Whitethroats, wrens, chiffchaffs and willow warblers sang in the trackside trees. They were almost drowned out by the calls of the gulls passing to and fro between Swan Lake and the fields on the other side of the tracks. Oddly, though most of the gulls passing to and fro were lesser black-backs the majority of the gulls settled at either end were herring gulls. And there were lots of them.

Herring gulls and lesser black-backs, Swan Lake 

Pairs of Canada geese grazed the banks, a couple of pairs each of mallards and gadwalls cruised about. Coots squabbled, dabchicks hinneyed, moorhens kept their heads down and got on with their feeding. It took ages to find the pair of tufted ducks and there was only the one mute swan. It was all the same but very different to the scene a few weeks back.

Herring gulls and lesser black-backs, Swan Lake 

I got talking to a couple of chaps who were out for a walk. They were regulars and told me about the stoats, owls and kingfishers they've seen over the years and asked about birds they'd seen which turned out to be grey wagtails and stonechats. The question "Have you seen much about?" terrified me as I don't know how to pitch the answer and I always seem a bit stand-offish while I'm trying to decide whether to decide whether or not the answer will make their eyes glaze over. At least this time of year I can always fall back on: "It's good to see the swallows back, isn't it?" as a placeholder.

While we were talking the swallows zipped across the meadow and the skylarks started singing. Walking on I watched a pair of skylarks chasing off an interloper that had dared to sing on their patch. A few linnets and reed buntings flew by and a party of goldfinches twittered all the way over to the trackside trees.
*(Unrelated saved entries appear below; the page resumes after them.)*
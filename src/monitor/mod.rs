//! Polling orchestration
//!
//! One [`PollLoop`] per exchange, each ticking on its own interval:
//! fetch trades, score them in arrival order, push flagged ones into a
//! channel. A single delivery task owns the notifier and drains that
//! channel, so sends are serialized across all sources.
//!
//! A failed cycle is logged and skipped; it never stops the loop, and
//! one exchange's outage never touches the other loop.

use crate::client::{MarketFilter, MarketSource};
use crate::error::{MonitorError, Result};
use crate::notify::Notifier;
use crate::scoring::{Scorer, TradeHistory};
use crate::types::AlertEvent;
use std::sync::Arc;
use std::time::Duration;
use tokio::sync::mpsc;
use tokio::time::Instant;
use tracing::{error, info, warn};

/// Per-exchange cycle bookkeeping, owned by its loop
#[derive(Debug, Clone, Copy)]
pub struct PollState {
    pub last_poll: Option<Instant>,
    pub next_allowed: Option<Instant>,
}

impl PollState {
    fn new() -> Self {
        Self {
            last_poll: None,
            next_allowed: None,
        }
    }

    fn advance(&mut self, interval: Duration) {
        let now = Instant::now();
        self.last_poll = Some(now);
        self.next_allowed = Some(now + interval);
    }
}

/// What one poll cycle saw, for logging
#[derive(Debug, Default, PartialEq, Eq)]
pub struct CycleStats {
    pub trades_seen: usize,
    pub alerts_raised: usize,
}

/// Fetch-score-notify loop for a single market source
pub struct PollLoop<S: MarketSource> {
    source: S,
    scorer: Arc<dyn Scorer>,
    filter: MarketFilter,
    interval: Duration,
    history: TradeHistory,
    state: PollState,
    alert_tx: mpsc::Sender<AlertEvent>,
}

impl<S: MarketSource> PollLoop<S> {
    pub fn new(
        source: S,
        scorer: Arc<dyn Scorer>,
        filter: MarketFilter,
        interval: Duration,
        history_window: usize,
        alert_tx: mpsc::Sender<AlertEvent>,
    ) -> Self {
        Self {
            source,
            scorer,
            filter,
            interval,
            history: TradeHistory::new(history_window),
            state: PollState::new(),
            alert_tx,
        }
    }

    /// Run until the alert channel closes (process shutdown).
    pub async fn run(mut self) {
        info!(
            "Starting {} monitoring (interval {:?})",
            self.source.name(),
            self.interval
        );

        let mut ticker = tokio::time::interval(self.interval);
        ticker.set_missed_tick_behavior(tokio::time::MissedTickBehavior::Delay);

        loop {
            ticker.tick().await;

            match self.run_cycle().await {
                Ok(stats) => {
                    info!(
                        "{}: {} trades scanned, {} flagged",
                        self.source.name(),
                        stats.trades_seen,
                        stats.alerts_raised
                    );
                }
                Err(MonitorError::Delivery(msg)) => {
                    // Channel closed: the delivery side is gone, stop the loop
                    warn!("{}: {}", self.source.name(), msg);
                    return;
                }
                Err(e) => {
                    error!("{} cycle failed, skipping: {}", self.source.name(), e);
                }
            }
        }
    }

    /// One fetch-score-notify pass. Every fetched trade is scored exactly
    /// once, in arrival order.
    pub async fn run_cycle(&mut self) -> Result<CycleStats> {
        let trades = self.source.fetch_recent_trades(&self.filter).await;
        self.state.advance(self.interval);
        let trades = trades?;

        let mut stats = CycleStats {
            trades_seen: trades.len(),
            alerts_raised: 0,
        };

        for trade in &trades {
            let recent = self.history.recent(&trade.market_id);
            if let Some(event) = self.scorer.score(trade, &recent) {
                stats.alerts_raised += 1;
                self.alert_tx.send(event).await.map_err(|_| {
                    MonitorError::Delivery("alert channel closed".to_string())
                })?;
            }
            self.history.record(trade);
        }

        Ok(stats)
    }

    pub fn state(&self) -> &PollState {
        &self.state
    }
}

/// Drain flagged trades and hand them to the notifier one at a time.
///
/// A delivery failure is logged and the event dropped; retry policy, if
/// any, belongs to the poll loops, and a lost alert is not fatal.
pub async fn run_delivery(notifier: Arc<Notifier>, mut alert_rx: mpsc::Receiver<AlertEvent>) {
    info!("Alert delivery task started");

    while let Some(event) = alert_rx.recv().await {
        if let Err(e) = notifier.send_alert(&event).await {
            error!("Failed to deliver alert {}: {}", event.alert_id(), e);
        }
    }

    info!("Alert delivery task stopped");
}
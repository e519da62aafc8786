//! One-shot chat-id discovery
//!
//! Send any message to your bot, then run this to print the chat id to
//! put in `.env`. Running it again for the same bot and chat prints the
//! same id.

use serde::Deserialize;
use std::collections::BTreeMap;
use std::time::Duration;

#[derive(Debug, Deserialize)]
struct GetUpdatesResponse {
    ok: bool,
    #[serde(default)]
    result: Vec<Update>,
}

#[derive(Debug, Deserialize)]
struct Update {
    message: Option<Message>,
}

#[derive(Debug, Deserialize)]
struct Message {
    chat: Chat,
}

#[derive(Debug, Deserialize)]
struct Chat {
    id: i64,
    username: Option<String>,
}

/// Map an update batch to the distinct chats that messaged the bot.
///
/// Deterministic for a fixed batch, so repeated runs against an
/// unchanged bot/chat print the same ids.
fn discovered_chats(updates: &[Update]) -> BTreeMap<i64, String> {
    updates
        .iter()
        .filter_map(|u| u.message.as_ref())
        .map(|m| {
            (
                m.chat.id,
                m.chat
                    .username
                    .clone()
                    .unwrap_or_else(|| "unknown".to_string()),
            )
        })
        .collect()
}

#[tokio::main]
async fn main() -> anyhow::Result<()> {
    let _ = dotenvy::dotenv();

    let token = std::env::var("BOT_TOKEN")
        .map_err(|_| anyhow::anyhow!("BOT_TOKEN must be set"))?;

    let client = reqwest::Client::builder()
        .timeout(Duration::from_secs(10))
        .build()?;

    let url = format!("https://api.telegram.org/bot{}/getUpdates", token);
    let resp: GetUpdatesResponse = client.get(&url).send().await?.json().await?;

    if !resp.ok {
        anyhow::bail!("Telegram rejected the request; check BOT_TOKEN");
    }

    let chats = discovered_chats(&resp.result);
    for (id, who) in &chats {
        println!("Chat: @{} -> id {}", who, id);
    }

    match chats.keys().next() {
        Some(id) => {
            println!("\nAdd this to your .env file:");
            println!("CHAT_ID={}", id);
        }
        None => {
            println!("No messages yet. Send your bot a message and run again.");
        }
    }

    Ok(())
}
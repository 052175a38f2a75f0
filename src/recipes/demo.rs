use log::info;
use serde_json::{Map, Value};
use std::path::Path;
use std::sync::{Arc, OnceLock};

use super::canonical_key;
use crate::model::{Nutrition, Recipe};
use crate::AdvisorError;

/// Read-only table of precomputed recipe bundles keyed by ingredient set.
///
/// Keys are canonical (sorted, comma-joined). Entry order is preserved and
/// matters: the first entry doubles as the fallback bundle.
#[derive(Debug, Clone, Default, PartialEq)]
pub struct DemoTable {
    entries: Vec<(String, Vec<Recipe>)>,
}

impl DemoTable {
    pub fn new() -> Self {
        Self::default()
    }

    /// Add a bundle. The key is canonicalized, so ingredient order does not matter.
    pub fn with_entry<S: AsRef<str>>(mut self, ingredients: &[S], recipes: Vec<Recipe>) -> Self {
        let ingredients: Vec<String> = ingredients
            .iter()
            .map(|s| s.as_ref().trim().to_string())
            .collect();
        self.entries.push((canonical_key(&ingredients), recipes));
        self
    }

    /// Parse a table from a JSON object of `"ingredient,list": [recipe, ...]`.
    ///
    /// Keys are re-canonicalized; object order is kept.
    pub fn from_json(json: &str) -> Result<Self, AdvisorError> {
        let object: Map<String, Value> = serde_json::from_str(json)
            .map_err(|e| AdvisorError::DemoTableError(format!("invalid table JSON: {}", e)))?;

        let mut table = DemoTable::new();
        for (key, bundle) in object {
            let recipes: Vec<Recipe> = serde_json::from_value(bundle).map_err(|e| {
                AdvisorError::DemoTableError(format!("invalid recipes for '{}': {}", key, e))
            })?;
            let ingredients: Vec<&str> = key.split(',').collect();
            table = table.with_entry(&ingredients, recipes);
        }
        Ok(table)
    }

    pub fn from_json_file(path: impl AsRef<Path>) -> Result<Self, AdvisorError> {
        let path = path.as_ref();
        let json = std::fs::read_to_string(path).map_err(|e| {
            AdvisorError::DemoTableError(format!("cannot read {}: {}", path.display(), e))
        })?;
        let table = Self::from_json(&json)?;
        info!(
            "Loaded {} demo recipe bundles from {}",
            table.len(),
            path.display()
        );
        Ok(table)
    }

    pub fn get(&self, key: &str) -> Option<&[Recipe]> {
        self.entries
            .iter()
            .find(|(k, _)| k == key)
            .map(|(_, recipes)| recipes.as_slice())
    }

    /// Iterate over `(key, bundle)` pairs in table order
    pub fn entries(&self) -> impl Iterator<Item = (&str, &[Recipe])> {
        self.entries
            .iter()
            .map(|(k, recipes)| (k.as_str(), recipes.as_slice()))
    }

    /// Bundle of the first entry, used when the live API fails
    pub fn first_bundle(&self) -> Option<&[Recipe]> {
        self.entries.first().map(|(_, recipes)| recipes.as_slice())
    }

    pub fn len(&self) -> usize {
        self.entries.len()
    }

    pub fn is_empty(&self) -> bool {
        self.entries.is_empty()
    }
}

/// Process-wide built-in table, constructed on first use
pub fn default_table() -> Arc<DemoTable> {
    static TABLE: OnceLock<Arc<DemoTable>> = OnceLock::new();
    TABLE.get_or_init(|| Arc::new(builtin_table())).clone()
}

#[allow(clippy::too_many_arguments)]
fn demo_recipe(
    id: i64,
    title: &str,
    ready_in_minutes: u32,
    servings: u32,
    image: &str,
    matched: u32,
    missed: u32,
    summary: &str,
    nutrition: [u32; 4],
) -> Recipe {
    let [calories, protein, carbs, fat] = nutrition;
    Recipe {
        id,
        title: title.to_string(),
        ready_in_minutes,
        servings,
        image: image.to_string(),
        matched_ingredients: matched,
        missed_ingredients: missed,
        source_url: None,
        summary: summary.to_string(),
        nutrition: Nutrition {
            calories,
            protein,
            carbs,
            fat,
        },
        instructions: Vec::new(),
    }
}

fn builtin_table() -> DemoTable {
    DemoTable::new()
        .with_entry(
            &["tomato", "onion", "garlic", "egg", "cheese"],
            vec![
                demo_recipe(
                    1001,
                    "Classic Tomato Omelette",
                    15,
                    2,
                    "https://images.unsplash.com/photo-1506084868230-bb9d95c24759?w=300&h=200&fit=crop",
                    5,
                    0,
                    "A delicious and fluffy omelette with fresh tomatoes, onions, and cheese.",
                    [320, 18, 8, 24],
                ),
                demo_recipe(
                    1002,
                    "Mediterranean Veggie Scramble",
                    12,
                    1,
                    "https://images.unsplash.com/photo-1482049016688-2d3e1b311543?w=300&h=200&fit=crop",
                    4,
                    1,
                    "Scrambled eggs with Mediterranean vegetables and herbs.",
                    [280, 16, 12, 18],
                ),
            ],
        )
        .with_entry(
            &["chicken", "rice", "vegetables", "soy sauce"],
            vec![
                demo_recipe(
                    2001,
                    "Asian Chicken Fried Rice",
                    20,
                    3,
                    "https://images.unsplash.com/photo-1603133872878-684f208fb84b?w=300&h=200&fit=crop",
                    4,
                    0,
                    "Classic fried rice with tender chicken and mixed vegetables.",
                    [380, 22, 45, 12],
                ),
                demo_recipe(
                    2002,
                    "Chicken Teriyaki Bowl",
                    25,
                    2,
                    "https://images.unsplash.com/photo-1546554137-f86b9593a222?w=300&h=200&fit=crop",
                    3,
                    1,
                    "Grilled chicken over rice with steamed vegetables and teriyaki sauce.",
                    [420, 28, 48, 14],
                ),
            ],
        )
        .with_entry(
            &["pasta", "cheese", "garlic", "olive oil", "basil"],
            vec![
                demo_recipe(
                    3001,
                    "Garlic Parmesan Pasta",
                    18,
                    4,
                    "https://images.unsplash.com/photo-1621996346565-e3dbc353d2e5?w=300&h=200&fit=crop",
                    5,
                    0,
                    "Creamy garlic parmesan pasta with fresh basil and extra virgin olive oil.",
                    [445, 16, 52, 18],
                ),
                demo_recipe(
                    3002,
                    "Italian Herb Pasta",
                    22,
                    3,
                    "https://images.unsplash.com/photo-1473093295043-cdd812d0e601?w=300&h=200&fit=crop",
                    4,
                    1,
                    "Traditional Italian pasta with aromatic herbs, garlic, and grated cheese.",
                    [385, 14, 48, 16],
                ),
                demo_recipe(
                    3003,
                    "Basil Pesto Linguine",
                    15,
                    2,
                    "https://images.unsplash.com/photo-1572441713132-51c75654db73?w=300&h=200&fit=crop",
                    4,
                    1,
                    "Fresh basil pesto linguine with garlic, olive oil, and parmesan cheese.",
                    [520, 18, 58, 24],
                ),
            ],
        )
}
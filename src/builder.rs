use std::sync::Arc;
use std::time::Duration;

use crate::config::AdvisorConfig;
use crate::image::RawImage;
use crate::recipes::DemoTable;
use crate::{AdvisorError, PipelineResult, RecipePipeline};

/// Builder for configuring and running the photo → recipes pipeline
#[derive(Debug, Default)]
pub struct BiteAdvisorBuilder {
    image: Option<RawImage>,
    config: Option<AdvisorConfig>,
    vision_api_key: Option<String>,
    recipe_api_key: Option<String>,
    model: Option<String>,
    timeout: Option<Duration>,
    demo_table: Option<DemoTable>,
}

impl BiteAdvisorBuilder {
    /// Set the input to an image file
    ///
    /// # Example
    /// ```
    /// use bite_advisor::BiteAdvisor;
    ///
    /// let builder = BiteAdvisor::builder()
    ///     .image_path("/path/to/fridge.jpg");
    /// ```
    pub fn image_path(mut self, path: impl Into<String>) -> Self {
        self.image = Some(RawImage::from_path(path));
        self
    }

    /// Set the input to raw image bytes with their MIME type
    ///
    /// # Example
    /// ```
    /// use bite_advisor::BiteAdvisor;
    ///
    /// let bytes = vec![0xff, 0xd8, 0xff];
    /// let builder = BiteAdvisor::builder()
    ///     .image_bytes(bytes, "image/jpeg");
    /// ```
    pub fn image_bytes(mut self, data: Vec<u8>, mime_type: impl Into<String>) -> Self {
        self.image = Some(RawImage::from_bytes(data, mime_type));
        self
    }

    /// Set the input to a `data:` URL, as produced by browser file readers
    pub fn data_url(mut self, url: impl Into<String>) -> Self {
        self.image = Some(RawImage::from_data_url(url));
        self
    }

    /// Start from an explicit configuration instead of `config.toml` and the environment
    pub fn config(mut self, config: AdvisorConfig) -> Self {
        self.config = Some(config);
        self
    }

    /// Set the Gemini API key
    ///
    /// # Example
    /// ```
    /// use bite_advisor::BiteAdvisor;
    ///
    /// let builder = BiteAdvisor::builder()
    ///     .image_path("/path/to/fridge.jpg")
    ///     .vision_api_key("your-gemini-key");
    /// ```
    pub fn vision_api_key(mut self, key: impl Into<String>) -> Self {
        self.vision_api_key = Some(key.into());
        self
    }

    /// Set the Spoonacular API key
    pub fn recipe_api_key(mut self, key: impl Into<String>) -> Self {
        self.recipe_api_key = Some(key.into());
        self
    }

    /// Set the Gemini model name
    ///
    /// # Example
    /// ```
    /// use bite_advisor::BiteAdvisor;
    ///
    /// let builder = BiteAdvisor::builder()
    ///     .model("gemini-2.0-flash");
    /// ```
    pub fn model(mut self, model: impl Into<String>) -> Self {
        self.model = Some(model.into());
        self
    }

    /// Set a timeout for every HTTP request
    ///
    /// # Example
    /// ```
    /// use bite_advisor::BiteAdvisor;
    /// use std::time::Duration;
    ///
    /// let builder = BiteAdvisor::builder()
    ///     .timeout(Duration::from_secs(10));
    /// ```
    pub fn timeout(mut self, duration: Duration) -> Self {
        self.timeout = Some(duration);
        self
    }

    /// Replace the demo recipe table
    pub fn demo_table(mut self, table: DemoTable) -> Self {
        self.demo_table = Some(table);
        self
    }

    fn resolved_config(&mut self) -> Result<AdvisorConfig, AdvisorError> {
        let mut config = match self.config.take() {
            Some(config) => config,
            None => AdvisorConfig::load()?,
        };

        if let Some(key) = self.vision_api_key.take() {
            config.vision.api_key = Some(key);
        }
        if let Some(key) = self.recipe_api_key.take() {
            config.recipes.api_key = Some(key);
        }
        if let Some(model) = self.model.take() {
            config.vision.model = model;
        }
        if let Some(timeout) = self.timeout {
            // sub-second timeouts round up so they never disable the timeout
            config.timeout = timeout.as_secs().max(1);
        }
        Ok(config)
    }

    /// Build a reusable pipeline without running it
    pub fn into_pipeline(mut self) -> Result<RecipePipeline, AdvisorError> {
        let config = self.resolved_config()?;
        match self.demo_table.take() {
            Some(table) => RecipePipeline::from_config_with_table(&config, Arc::new(table)),
            None => RecipePipeline::from_config(&config),
        }
    }

    /// Build the pipeline and run it on the configured image
    ///
    /// # Errors
    /// Returns `BuilderError` if no image was set, otherwise any error from
    /// [`RecipePipeline::process`]
    ///
    /// # Example
    /// ```no_run
    /// # use bite_advisor::BiteAdvisor;
    /// # #[tokio::main]
    /// # async fn main() -> Result<(), Box<dyn std::error::Error>> {
    /// let result = BiteAdvisor::builder()
    ///     .image_path("/path/to/fridge.jpg")
    ///     .build()
    ///     .await?;
    /// println!("{:?}", result.ingredients);
    /// # Ok(())
    /// # }
    /// ```
    pub async fn build(mut self) -> Result<PipelineResult, AdvisorError> {
        let image = self.image.take().ok_or_else(|| {
            AdvisorError::BuilderError(
                "No image specified. Use .image_path(), .image_bytes() or .data_url()".to_string(),
            )
        })?;

        let pipeline = self.into_pipeline()?;
        pipeline.process(&image).await
    }
}

/// Main entry point for the builder API
pub struct BiteAdvisor;

impl BiteAdvisor {
    /// Creates a new builder
    ///
    /// # Example
    /// ```
    /// use bite_advisor::BiteAdvisor;
    ///
    /// let builder = BiteAdvisor::builder();
    /// ```
    pub fn builder() -> BiteAdvisorBuilder {
        BiteAdvisorBuilder::default()
    }
}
Walking down to Engine Road 

I took the path that swings North over the farm then swoops back down to join Engine Road. Wrens and whitethroats sang in the hawthorn bushes. A sedge warbler reeled, appropriately enough, from the sedges in the boggy field by the path and reed buntings sang from any bit of vegetation as took their fancy. A buzzard floated overhead, I wasn't convinced it was the same bird as I saw earlier but couldn't work out what was different about it. It might just have been it was closer and flying in direct flight.

Reed bunting

The walk down Engine Road into Atherton was accompanied by more robins, wrens, dunnocks and sedge warblers and lots more large whites and orange tips. A kestrel protested noisily from a telegraph pole after being barracked by carrion crows. It had been a very pleasant couple of hours' walk. I debated moving on to another site, realised I'd be hitting busy traffic in Leigh or Bolton if I did so, called it quits. Why spoil a good time?